As it is now, we don’t want to go outside. We want to go inside to the only place that we can be at peace in the city. Where no one can see us, because too many people can and do see us all the time. Our entire semi-private life is documented. We are never alone. Until we go home to our own sanctuary.


The increase of surveillance and security has made certain people afraid and exhausted: these are the introverts. The introverts lose a great deal of energy from being in the presence of other people. Knowing that someone is watching frustrates them. More and more introverts are created everyday they are byproducts of urban change


In the gray areas outside, the introverts are claustrophobic They cannot breathe. They are choked by congestion and constipated by constant contact


To find peace in mind and body, the introverts want to go home to a place that faces inward, that shuts out most of the city, save for glimpses outward as they please.

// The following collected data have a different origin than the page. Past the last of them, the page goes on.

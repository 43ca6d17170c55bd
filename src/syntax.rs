//! Syntax highlighting for diff previews
//!
//! Highlights the code part of each diff line with syntect, picking the
//! grammar from the file's path. Diff markers and metadata lines are left to
//! the diff pane's own styles.

use std::path::Path;

use ratatui::style::{Color, Modifier, Style as RatatuiStyle};
use syntect::easy::HighlightLines;
use syntect::highlighting::{FontStyle, Style, Theme, ThemeSet};
use syntect::parsing::{SyntaxReference, SyntaxSet};
use tracing::debug;

use crate::git::{LineType, classify_line};

const THEME: &str = "base16-ocean.dark";

/// A styled token for display
#[derive(Debug, Clone)]
pub struct Token {
    pub text: String,
    pub style: RatatuiStyle,
}

/// A line of highlighted tokens
pub type HighlightedLine = Vec<Token>;

pub struct Highlighter {
    syntax_set: SyntaxSet,
    theme: Theme,
}

impl Highlighter {
    pub fn new() -> Self {
        let mut themes = ThemeSet::load_defaults();
        let theme = themes.themes.remove(THEME).unwrap_or_default();
        Self {
            syntax_set: SyntaxSet::load_defaults_nonewlines(),
            theme,
        }
    }

    /// Highlight the bodies of a diff's code lines.
    ///
    /// The result is parallel to `lines`. Entries are `None` for lines that
    /// carry no code (file headers, hunk headers, anything unrecognized).
    /// Bodies exclude the leading `+`, `-` or space.
    pub fn highlight_diff(&self, path: &str, lines: &[String]) -> Vec<Option<HighlightedLine>> {
        let syntax = self.detect_syntax(path);
        debug!(path, syntax = %syntax.name, "highlighting diff");

        let mut highlighter = HighlightLines::new(syntax, &self.theme);
        lines
            .iter()
            .map(|line| {
                let body = code_body(line)?;
                let tokens = match highlighter.highlight_line(body, &self.syntax_set) {
                    Ok(ranges) => ranges
                        .into_iter()
                        .map(|(style, text)| Token {
                            text: text.to_string(),
                            style: syntect_style_to_ratatui(style),
                        })
                        .collect(),
                    Err(_) => vec![Token {
                        text: body.to_string(),
                        style: RatatuiStyle::default(),
                    }],
                };
                Some(tokens)
            })
            .collect()
    }

    fn detect_syntax(&self, path: &str) -> &SyntaxReference {
        let path = Path::new(path);

        if let Some(ext) = path.extension().and_then(|e| e.to_str()) {
            if let Some(syntax) = self.syntax_set.find_syntax_by_extension(ext) {
                return syntax;
            }
        }

        // Extensionless names such as Makefile or Dockerfile
        if let Some(name) = path.file_name().and_then(|n| n.to_str()) {
            if let Some(syntax) = self.syntax_set.find_syntax_by_extension(name) {
                return syntax;
            }
        }

        self.syntax_set.find_syntax_plain_text()
    }
}

impl Default for Highlighter {
    fn default() -> Self {
        Self::new()
    }
}

/// The code carried by a diff line, without its marker
fn code_body(line: &str) -> Option<&str> {
    match classify_line(line) {
        LineType::Added | LineType::Removed => Some(&line[1..]),
        LineType::Context => line.strip_prefix(' '),
        LineType::HunkHeader => None,
    }
}

fn syntect_style_to_ratatui(style: Style) -> RatatuiStyle {
    let fg = Color::Rgb(style.foreground.r, style.foreground.g, style.foreground.b);
    let mut ratatui_style = RatatuiStyle::default().fg(fg);

    if style.font_style.contains(FontStyle::BOLD) {
        ratatui_style = ratatui_style.add_modifier(Modifier::BOLD);
    }
    if style.font_style.contains(FontStyle::ITALIC) {
        ratatui_style = ratatui_style.add_modifier(Modifier::ITALIC);
    }
    if style.font_style.contains(FontStyle::UNDERLINE) {
        ratatui_style = ratatui_style.add_modifier(Modifier::UNDERLINED);
    }

    ratatui_style
}
//! The `commit` command
//!
//! Collects the change-set (through the file selector or straight from the
//! index), drafts a message with the configured provider or asks for one,
//! then commits and optionally pushes. Repository state only changes after
//! the user has made their selection.

use std::sync::Arc;
use std::time::Duration;

use anyhow::{Context, Result};
use colored::Colorize;
use dialoguer::{Confirm, Input};
use indicatif::{ProgressBar, ProgressStyle};
use tokio::runtime::Runtime;
use tracing::{debug, warn};

use crate::app::run_selector;
use crate::config::Config;
use crate::git::{ChangeLists, Git, LineType, classify_line};
use crate::prompt::commit_message_prompt;
use crate::provider::ProviderClient;
use crate::selector::{Selection, SelectorOutcome};

const NO_CHANGES: &str =
    "No changes detected. Make sure you have staged changes or unstaged changes to commit.";

/// Flags of the `commit` subcommand
#[derive(Debug, Clone, Copy, Default)]
pub struct CommitOptions {
    /// Pick files with the interactive selector
    pub interactive: bool,
    /// Commit without asking
    pub yes: bool,
    /// Draft the message with the provider even when disabled in config
    pub ai: bool,
}

pub fn run(git: Git, config: &Config, options: CommitOptions, runtime: &Runtime) -> Result<()> {
    let use_ai = options.ai || config.git.use_ai;
    let client = if use_ai {
        Some(ProviderClient::new(&config.ai)?)
    } else {
        None
    };

    let status = git.status()?;
    if status.is_empty() {
        println!("{}", "No changes detected".yellow());
        return Ok(());
    }
    debug!(
        changed = status.len(),
        untracked = status.iter().filter(|e| e.is_untracked()).count(),
        "working tree status"
    );

    let diff = if options.interactive || config.git.interactive {
        let changes = git.change_lists()?;
        let git = Arc::new(git.clone());
        match run_selector(Arc::clone(&git), runtime.handle().clone(), &changes)? {
            SelectorOutcome::Cancelled => return Ok(()),
            SelectorOutcome::Confirmed(selection) => apply_selection(&git, &changes, &selection)?,
        }
    } else {
        let spinner = spinner("Analyzing git changes...")?;
        let diff = git.working_diff(config.git.auto_stage);
        spinner.finish_and_clear();
        diff.context("Error getting git diff")?
    };

    if diff.trim().is_empty() {
        println!("{}", NO_CHANGES.yellow());
        return Ok(());
    }
    println!("{}", "Found changes to commit".green());

    if config.git.show_diff {
        print_diff(&diff);
    }

    let message = match &client {
        Some(client) => generate_message(client, &diff, runtime)?,
        None => match manual_message()? {
            Some(message) => message,
            None => {
                println!("{}", "Commit message cannot be empty".red());
                return Ok(());
            }
        },
    };

    if use_ai {
        println!("\n{}\n", message.bold());
    }
    copy_to_clipboard(&message);

    let commit_now = commits_without_asking(options.yes, config.git.direct_commit, use_ai)
        || ask("Create a commit with this message?")?;
    if !commit_now {
        println!("{}", "Commit message copied to clipboard. No commit created.".yellow());
        return Ok(());
    }

    git.commit(&message).context("Error creating commit")?;
    println!("{}", "Commit created successfully!".green());

    if config.git.confirm_push && ask("Do you want to push the changes?")? {
        git.push().context("Error pushing changes")?;
        println!("{}", "Changes pushed successfully!".green());
    }

    Ok(())
}

/// Bring the index in line with the selection and return the staged diff
/// of the selected files
fn apply_selection(git: &Git, changes: &ChangeLists, selection: &Selection) -> Result<String> {
    if !selection.to_unstage.is_empty() {
        println!(
            "{} {}",
            "Unstaging deselected files:".cyan(),
            selection.to_unstage.join(", ")
        );
        git.unstage(&selection.to_unstage)
            .context("Failed to unstage files")?;
    }

    let to_stage = changes.needing_stage(&selection.selected);
    if !to_stage.is_empty() {
        println!("{} {}", "Staging selected files:".cyan(), to_stage.join(", "));
        git.stage(&to_stage).context("Failed to stage files")?;
    }

    Ok(git.diff_for_paths(&selection.selected, true)?)
}

/// Manual messages and direct-commit mode skip the confirmation
fn commits_without_asking(yes: bool, direct_commit: bool, use_ai: bool) -> bool {
    yes || direct_commit || !use_ai
}

fn generate_message(client: &ProviderClient, diff: &str, runtime: &Runtime) -> Result<String> {
    let spinner = spinner(&format!("Generating commit message using {}...", client.provider()))?;
    let prompt = commit_message_prompt(diff);
    let result = runtime.block_on(client.generate(&prompt));
    spinner.finish_and_clear();

    debug!(model = client.model(), ok = result.is_ok(), "generation finished");
    result.context("Error generating commit message")
}

fn manual_message() -> Result<Option<String>> {
    let message: String = Input::new()
        .with_prompt("Enter commit message")
        .allow_empty(true)
        .interact_text()?;
    let message = message.trim();
    Ok((!message.is_empty()).then(|| message.to_string()))
}

fn ask(question: &str) -> Result<bool> {
    Ok(Confirm::new()
        .with_prompt(question)
        .default(false)
        .interact()?)
}

fn spinner(message: &str) -> Result<ProgressBar> {
    let spinner = ProgressBar::new_spinner();
    spinner.set_style(ProgressStyle::default_spinner().template("{spinner:.cyan} {msg}")?);
    spinner.set_message(message.to_string());
    spinner.enable_steady_tick(Duration::from_millis(100));
    Ok(spinner)
}

fn copy_to_clipboard(message: &str) {
    let result = arboard::Clipboard::new().and_then(|mut clipboard| clipboard.set_text(message));
    if let Err(e) = result {
        warn!(error = %e, "could not copy commit message to clipboard");
    }
}

fn colorize_diff_line(line: &str) -> String {
    match classify_line(line) {
        LineType::Added => line.green().to_string(),
        LineType::Removed => line.red().to_string(),
        LineType::HunkHeader => line.cyan().to_string(),
        LineType::Context if line.starts_with("diff ") => line.bold().to_string(),
        LineType::Context => line.to_string(),
    }
}

fn print_diff(diff: &str) {
    println!();
    for line in diff.lines() {
        println!("{}", colorize_diff_line(line));
    }
    println!();
}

Views outward in today’s city reveal a curious phenomenon. Are architects ashamed of their own work? Why then do they so often offer glorious views of other architecture? The best view of Paris is from the Montparnasse Tower because it is the only view of the city where you can’t see the Montparnasse Tower.


We don’t want to look outside because frankly it’s not that nice. Fuck context. Can’t our architecture produce its own context? We want to look inside, into the spaces that we live in, the ones that shelter us. This is a celebration of architecture a self-appreciation.


We want to create new life inside, which needs space and air to breathe and thrive. The light and air of the external city are polluted. Breathing is compromised. We need to find ways to create healthy internal environments.


Our buildings should have vertical voids that let in light and air, that are regenerative and not just sustainable. Who would want to sustain what we have when it deteriorates our lives?


We need new lungs inside the body of the architecture. Concentrated, local, effective.


The health of the introvert’s home is thus physical as well as social.


Not all people are introverts, however. An entire generation has grown up in the swell of surveillance, media and information transfer. These people are the representations and the representatives of their generation. They are not afraid; they are the people to be afraid of the people who love to watch and love to be watched. They are the extroverts.You are all victims of their voyeurism.


These people – the extroverts -- need not just to be accommodated but also to be celebrated because there are so many of them and they would be stifled by an introvert’s home.


They are the ones that crave social interaction, in the home and in the streets that are burgeoning with their presence. They want to see everything and to be seen by everyone.


Their lives are open both inside and outside.


But even the extroverts need inside living space that satisfies.


Studio

1-Bedroom

2-Bedroom

3-Bedroom (family)

3-Bedroom (roommates)

The displacement and redefinition of the hearth in the traditional home has made the so-called living room obsolete. It is a dead room.


Separating the living room and lining it with furniture is a relic of the way we used to live.


The living room should now be given a new purpose as the programmatic connector, separator and platform for unexpected interaction.


We will no longer cover up walls with furniture we will use them as circulation and as social activators.


We’ll allow air to flow through the building and exhaust up through the void. Void as lightwell Void as sanctuary Void as lungs natural light and air infuse the interior from the central void of the building, creating a new paradigm for healthy urban living.


The city thus gains a new peaceful breathing organism from within private and protected from the mania of extroverted street life.